Apresentamos um método de citometria de fluxo para identificar simultaneamente diferentes tipos de células recuperadas do cérebro do rato ou da medula espinhal. Este método poderia ser explorado para isolar ou caracterizar populações de células puras em doenças neurodegenerativas ou para quantificar a extensão das células que visam a administração in vivo de vetores virais ou nanopartículas.

Abstract

Os recentes avanços nas ciências viral de vetores e nanomateriais abriram caminho para novas abordagens de ponta para investigar ou manipular o sistema nervoso central (SNC). No entanto, uma maior otimização dessas tecnologias se beneficiaria de métodos que permitam a determinação rápida e simplificada da extensão do SNC e da segmentação específica das células sobre a administração de vetores virais ou nanopartículas no corpo. Aqui, apresentamos um protocolo que aproveita as capacidades de alta produtividade e multiplexing da citometria de fluxo para permitir uma quantificação direta de diferentes subtipos celulares isolados do cérebro do rato ou da medula espinhal, ou seja, microglia / macrófagos, linfócitos, astrócitos, oligodendrócitos, neurônios e células endotélias. Aplicamos essa abordagem para destacar diferenças críticas entre dois métodos de homogeneização de tecidos em termos de rendimento celular, viabilidade e composição. Isso poderia instruir o usuário a escolher o melhor método, dependendo do tipo de célula (s) de interesse e da aplicação específica. Este método não é adequado para análise da distribuição anatômica, uma vez que o tecido é homogeneizado para gerar uma suspensão unicelular. No entanto, ele permite trabalhar com células viáveis e pode ser combinado com a classificação celular, abrindo o caminho para várias aplicações que poderiam expandir o repertório de ferramentas nas mãos do neurocientista, que vão desde o estabelecimento de culturas primárias derivadas de populações de células puras, a análises de expressão gênica e ensaios bioquímicos ou funcionais sobre subtipos celulares bem definidos no contexto de doenças neurodegenerativas, sobre o tratamento farmacológico ou terapia gênica.

Introduction

Tecnologias de entrega de genes e medicamentos (como vetores virais e nanopartículas) tornaram-se uma ferramenta poderosa que pode ser aplicada para obter melhores insights sobre vias moleculares específicas alteradas em doenças neurodegenerativas e para o desenvolvimento de abordagens terapêuticas inovadoras1,2,3. A otimização dessas ferramentas depende da quantificação de: (1) a extensão da penetração no SNC sobre diferentes rotas de administração e (2) direcionamento de populações celulares específicas.
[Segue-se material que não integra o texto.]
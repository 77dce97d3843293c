//! Periodic jobs that must run on at most one instance per tick.
//!
//! An [`ExclusiveJob`] wraps a job body in a fail-fast guarded execution
//! under a fixed key. When another instance already holds the lease the
//! tick is skipped, the expected outcome under horizontal scaling, logged
//! at info and reported as [`TickOutcome::Skipped`], never an error.

use crate::coordinator::LockCoordinator;
use crate::error::{ExlockError, Result};
use crate::guard::{DEFAULT_LEASE_TTL_MILLIS, LockMode, OperationGuard};
use crate::shutdown::ShutdownToken;

/// What happened on one tick of an exclusive job.
#[derive(Debug, Clone, Copy, PartialEq, Eq)]
pub enum TickOutcome {
    /// This instance won the lease and ran the job body.
    Ran,
    /// Another instance holds the lease; the tick was skipped.
    Skipped,
}

/// A named periodic job guarded by a fixed lease key.
#[derive(Debug, Clone)]
pub struct ExclusiveJob {
    name: String,
    key: String,
    lease_ttl_millis: u64,
}

impl ExclusiveJob {
    /// Create a job with a key unique to it.
    pub fn new(name: &str, key: &str) -> Self {
        Self {
            name: name.to_string(),
            key: key.to_string(),
            lease_ttl_millis: DEFAULT_LEASE_TTL_MILLIS,
        }
    }

    /// Set the lease TTL for each tick.
    pub fn with_ttl_millis(mut self, ttl_millis: u64) -> Self {
        self.lease_ttl_millis = ttl_millis;
        self
    }

    /// Job name, for logs.
    pub fn name(&self) -> &str {
        &self.name
    }

    /// Run one tick: fail-fast acquire, run `body`, release.
    ///
    /// Contention maps to `Ok(Skipped)`. Anything else the body or the
    /// guard reports propagates unchanged.
    pub fn run_tick<F>(&self, coordinator: &LockCoordinator, body: F) -> Result<TickOutcome>
    where
        F: FnOnce() -> Result<()>,
    {
        let guard = OperationGuard::new(coordinator);
        match guard.execute_keyed(&self.key, LockMode::FailFast, self.lease_ttl_millis, body) {
            Ok(()) => {
                tracing::debug!(job = %self.name, key = %self.key, "tick ran");
                Ok(TickOutcome::Ran)
            }
            Err(ExlockError::LeaseHeld(_)) => {
                tracing::info!(
                    job = %self.name,
                    key = %self.key,
                    "another instance holds the lease, skipping tick"
                );
                Ok(TickOutcome::Skipped)
            }
            Err(e) => Err(e),
        }
    }

    /// Run ticks every `interval_millis` until `token` fires.
    ///
    /// A triggered token ends the loop cleanly after the current tick.
    pub fn run_loop<F>(
        &self,
        coordinator: &LockCoordinator,
        interval_millis: u64,
        token: &ShutdownToken,
        mut body: F,
    ) -> Result<()>
    where
        F: FnMut() -> Result<()>,
    {
        loop {
            if token.is_triggered() {
                return Ok(());
            }
            self.run_tick(coordinator, &mut body)?;
            if token.wait_timeout(interval_millis) {
                return Ok(());
            }
        }
    }
}
//! Error types for exlock.
//!
//! Uses thiserror for derive macros. Each variant maps to a distinct exit
//! code so callers (and shell scripts around the CLI) can tell an expected
//! contention outcome apart from a real failure.

use crate::exit_codes;
use thiserror::Error;

/// Main error type for exlock operations.
///
/// The three acquisition outcomes (`LeaseHeld`, `AcquireTimeout`,
/// `Interrupted`) are deliberately separate variants: a caller that skips a
/// tick on contention must not also skip on a timeout or an interrupt.
#[derive(Error, Debug)]
pub enum ExlockError {
    /// Lock configuration is invalid: blank key, unresolvable key accessor,
    /// or bad config values. Never retried.
    #[error("invalid lock configuration: {0}")]
    Config(String),

    /// Fail-fast acquisition found the lease already held. This is an
    /// expected outcome under horizontal scaling, not a fault.
    #[error("lease already held for key '{0}'")]
    LeaseHeld(String),

    /// Retry-mode acquisition exhausted its wait budget without success.
    #[error("timed out waiting for lease '{0}'")]
    AcquireTimeout(String),

    /// The backoff sleep was interrupted by a shutdown signal.
    #[error("interrupted while waiting for lease '{0}'")]
    Interrupted(String),

    /// User provided invalid arguments or the environment is in a bad state.
    #[error("{0}")]
    UserError(String),

    /// The guarded command ran but exited non-zero.
    #[error("command exited with code {0}")]
    CommandFailed(i32),
}

impl ExlockError {
    /// Returns the appropriate exit code for this error type.
    pub fn exit_code(&self) -> i32 {
        match self {
            ExlockError::Config(_) => exit_codes::USER_ERROR,
            ExlockError::LeaseHeld(_) => exit_codes::LEASE_HELD,
            ExlockError::AcquireTimeout(_) => exit_codes::ACQUIRE_TIMEOUT,
            ExlockError::Interrupted(_) => exit_codes::INTERRUPTED,
            ExlockError::UserError(_) => exit_codes::USER_ERROR,
            // Pass the child's own exit code through where it is meaningful.
            ExlockError::CommandFailed(code) if *code > 0 => *code,
            ExlockError::CommandFailed(_) => exit_codes::COMMAND_FAILURE,
        }
    }
}

/// Result type alias for exlock operations.
pub type Result<T> = std::result::Result<T, ExlockError>;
Análises histológicas são geralmente aplicadas para visualizar genes de repórter fluorescente ou nanopartículas marcadas fluorescentemente em diferentes áreas do SNC e em diferentes tipos de células, identificadas pela imunomancha para marcadores celulares específicos4,5. Mesmo que essa abordagem forneça informações valiosas sobre a biodistribuição das ferramentas administradas de gene ou entrega de drogas, a técnica pode ser demorada e intensa em termos de trabalho, pois requer: (1) fixação de tecidos, criopreservação ou parafina emindamento e corte; (2) coloração para marcadores celulares específicos, por vezes, exigindo recuperação de antígenos; (3) aquisição por microscopia de fluorescência, que geralmente permite a análise de um número limitado de marcadores diferentes dentro do mesmo experimento; (4) processamento de imagem para permitir a quantificação adequada do sinal de interesse.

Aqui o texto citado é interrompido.